Tener madera para obtener calor puede marcar el límite entre la vida y la muerte para las comunidades mapuches. “La leña es un tema preocupante y lo he planteado a las autoridades para hacer una campaña ágil y llevarle leña a los abuelos sobre todo con esta realidad de la pandemia”, indicó Fidel Kolipan, werken (vocero) de la zonal sur de la Confederación Mapuche de Neuquén.

“Se vive en una zona de frío y ya lo han dicho desde el gobierno nacional y los científicos que lo peor se espera en invierno y por eso es muy preocupante“, señaló y agregó que “hay comunidades donde no hay gas y la única posibilidad es la leña para calefaccionarse y nos queda poco tiempo antes que se cierren los caminos”.
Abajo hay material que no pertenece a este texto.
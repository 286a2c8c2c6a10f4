//! Collaborator decorators that read for real and only log mutations.
//!
//! Idempotent board calls still report the outcome a real run would get, so
//! a dry run logs the same transitions.

use std::sync::Arc;

use async_trait::async_trait;
use habsync_core::{
    BoardId, BoardSlug, CardId, ClientId, EntityKind, Error, LabelId, Outcome, Result, RuleId, UserId, Username,
};
use tracing::info;

use crate::boards::{AutomationRule, Board, BoardSystem, BoardUser, Card, NewBoardUser};
use crate::directory::{ClientSpec, DirectoryRole, DirectoryUser, IdentityDirectory, NewDirectoryUser, UserFields};

fn planned_id(key: &str) -> String {
    format!("dry-run:{key}")
}

pub struct DryRunDirectory {
    inner: Arc<dyn IdentityDirectory>,
}

impl DryRunDirectory {
    pub fn new(inner: Arc<dyn IdentityDirectory>) -> Self {
        Self { inner }
    }
}

#[async_trait]
impl IdentityDirectory for DryRunDirectory {
    async fn list_users(&self) -> Result<Vec<DirectoryUser>> {
        self.inner.list_users().await
    }

    async fn create_user(&self, user: &NewDirectoryUser) -> Result<UserId> {
        info!(username = %user.username, "dry run: would create directory user");
        Ok(UserId::new(planned_id(user.username.as_str())))
    }

    async fn update_user(&self, id: &UserId, _fields: &UserFields) -> Result<()> {
        info!(id = %id, "dry run: would update directory user");
        Ok(())
    }

    async fn set_enabled(&self, id: &UserId, enabled: bool) -> Result<()> {
        info!(id = %id, enabled, "dry run: would change directory user state");
        Ok(())
    }

    async fn list_client_roles(&self, client: &ClientId) -> Result<Vec<DirectoryRole>> {
        self.inner.list_client_roles(client).await
    }

    async fn list_user_roles(&self, user: &UserId, client: &ClientId) -> Result<Vec<DirectoryRole>> {
        self.inner.list_user_roles(user, client).await
    }

    async fn create_role(&self, client: &ClientId, name: &str) -> Result<()> {
        info!(client = %client, role = name, "dry run: would create role");
        Ok(())
    }

    async fn grant_role(&self, user: &UserId, client: &ClientId, role: &str) -> Result<()> {
        info!(id = %user, client = %client, role, "dry run: would grant role");
        Ok(())
    }

    async fn revoke_role(&self, user: &UserId, client: &ClientId, role: &str) -> Result<()> {
        info!(id = %user, client = %client, role, "dry run: would revoke role");
        Ok(())
    }

    async fn resolve_client_id(&self, client_name: &str) -> Result<ClientId> {
        self.inner.resolve_client_id(client_name).await
    }

    async fn save_client(&self, client: &ClientSpec) -> Result<Outcome> {
        info!(client = %client.client_id, "dry run: would save client");
        Ok(Outcome::Changed)
    }
}

pub struct DryRunBoards {
    inner: Arc<dyn BoardSystem>,
}

impl DryRunBoards {
    pub fn new(inner: Arc<dyn BoardSystem>) -> Self {
        Self { inner }
    }

    async fn user(&self, id: &UserId) -> Result<BoardUser> {
        self.inner
            .list_users()
            .await?
            .into_iter()
            .find(|u| &u.id == id)
            .ok_or_else(|| Error::not_found(EntityKind::User, id.as_str()))
    }
}

#[async_trait]
impl BoardSystem for DryRunBoards {
    async fn list_users(&self) -> Result<Vec<BoardUser>> {
        self.inner.list_users().await
    }

    async fn insert_user(&self, user: &NewBoardUser) -> Result<UserId> {
        info!(username = %user.username, "dry run: would insert board user");
        Ok(UserId::new(planned_id(user.username.as_str())))
    }

    async fn enable_user(&self, id: &UserId) -> Result<Outcome> {
        let user = self.user(id).await?;
        Ok(Outcome::from_changed(user.login_disabled))
    }

    async fn disable_user(&self, id: &UserId) -> Result<Outcome> {
        let user = self.user(id).await?;
        Ok(Outcome::from_changed(!user.login_disabled))
    }

    async fn get_board(&self, slug: &BoardSlug) -> Result<Board> {
        self.inner.get_board(slug).await
    }

    async fn get_board_by_id(&self, id: &BoardId) -> Result<Board> {
        self.inner.get_board_by_id(id).await
    }

    async fn list_domain_boards(&self) -> Result<Vec<Board>> {
        self.inner.list_domain_boards().await
    }

    async fn ensure_active_member(&self, board: &BoardId, user: &UserId) -> Result<Outcome> {
        let board = self.inner.get_board_by_id(board).await?;
        Ok(Outcome::from_changed(!board.is_active_member(user)))
    }

    async fn ensure_inactive_member(&self, board: &BoardId, user: &UserId) -> Result<Outcome> {
        let board = self.inner.get_board_by_id(board).await?;
        Ok(Outcome::from_changed(board.is_active_member(user)))
    }

    async fn ensure_board_admin(&self, board: &BoardId, user: &UserId) -> Result<Outcome> {
        let board = self.inner.get_board_by_id(board).await?;
        let is_admin = board.member(user).is_some_and(|m| m.is_active && m.is_admin);
        Ok(Outcome::from_changed(!is_admin))
    }

    async fn list_rules(&self, board: &BoardId) -> Result<Vec<AutomationRule>> {
        self.inner.list_rules(board).await
    }

    async fn list_ruled_boards(&self) -> Result<Vec<BoardId>> {
        self.inner.list_ruled_boards().await
    }

    async fn create_rule(&self, board: &BoardId, label: &LabelId, username: &Username) -> Result<RuleId> {
        info!(board = %board, label = %label, username = %username, "dry run: would create rule");
        Ok(RuleId::new(planned_id(&format!("{board}/{label}/{username}"))))
    }

    async fn delete_rule(&self, rule: &RuleId) -> Result<()> {
        info!(rule = %rule, "dry run: would delete rule");
        Ok(())
    }

    async fn list_cards_with_label(&self, board: &BoardId, label: &LabelId) -> Result<Vec<Card>> {
        self.inner.list_cards_with_label(board, label).await
    }

    async fn add_card_member(&self, card: &CardId, user: &UserId) -> Result<Outcome> {
        info!(card = %card, id = %user, "dry run: would add card member");
        Ok(Outcome::Changed)
    }

    async fn remove_card_member(&self, card: &CardId, user: &UserId) -> Result<Outcome> {
        info!(card = %card, id = %user, "dry run: would remove card member");
        Ok(Outcome::Changed)
    }
}
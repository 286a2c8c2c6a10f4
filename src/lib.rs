#![deny(clippy::unwrap_used)]
#![deny(clippy::expect_used)]
#![deny(clippy::panic)]

//! # habsync
//!
//! Keeps an identity directory and a kanban board system in line with a
//! declared user stock.
//!
//! This library holds the glue of the `habsync` binary and re-exports the
//! workspace crates for convenience.

pub use habsync_config;
pub use habsync_core;
pub use habsync_keycloak;
pub use habsync_reconciler;

pub mod backends;
pub mod cli;
pub mod commands;
pub mod input;
pub mod logging;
Por su parte, Hugo Lican, longko (jefe) de la Comunidad Ruka Choroy, explicó: “Nuestra comunidad está en el límite con el cordón de la cordillera neuquina. Nosotros aceptamos las normativas pero hay que tener en cuenta que son realidades muy distintas y a veces la normativa sale sin tener presente la realidad de nuestros pueblos“.

“Este es un sector de campo, se toman prevenciones básicas pero las tareas se deben continuar porque no se puede dejar la tarea rural”, dijo.

Afirmó que “sin leña quedamos totalmente desprotegidos porque esto está relacionado directamente con la salud; nosotros tenemos adultos mayores y en invierno tienen que estar abrigados y calefaccionados“.

Además, Lican explicó que “lo planteamos a las autoridades urgente porque no podíamos dejar de juntar leña y había que adaptar esas medidas y el clima nos juega en contra porque en pocos días más nos vamos a encontrar con la nieve, la lluvia y los camiones no van a poder entrar“.

En la Comunidad Paicil Antreao, en cercanías de Villa La Angostura, ocurre algo similar, según contó a Télam el werken (vocero) de la comunidad, Lorenzo Lonkon: “todavía no pudieron aprovisionarse con la leña suficiente y hemos pedido para las familias más necesitadas y cada uno se la rebusca como puede”.

Otra dificultad, en medio del aislamiento obligatorio, es la que alcanza a los chicos y chicas de las comunidades que no siempre cuentan con la tecnología para acceder a las clases virtuales que se dispusieron para no perder el vínculo con la escuela.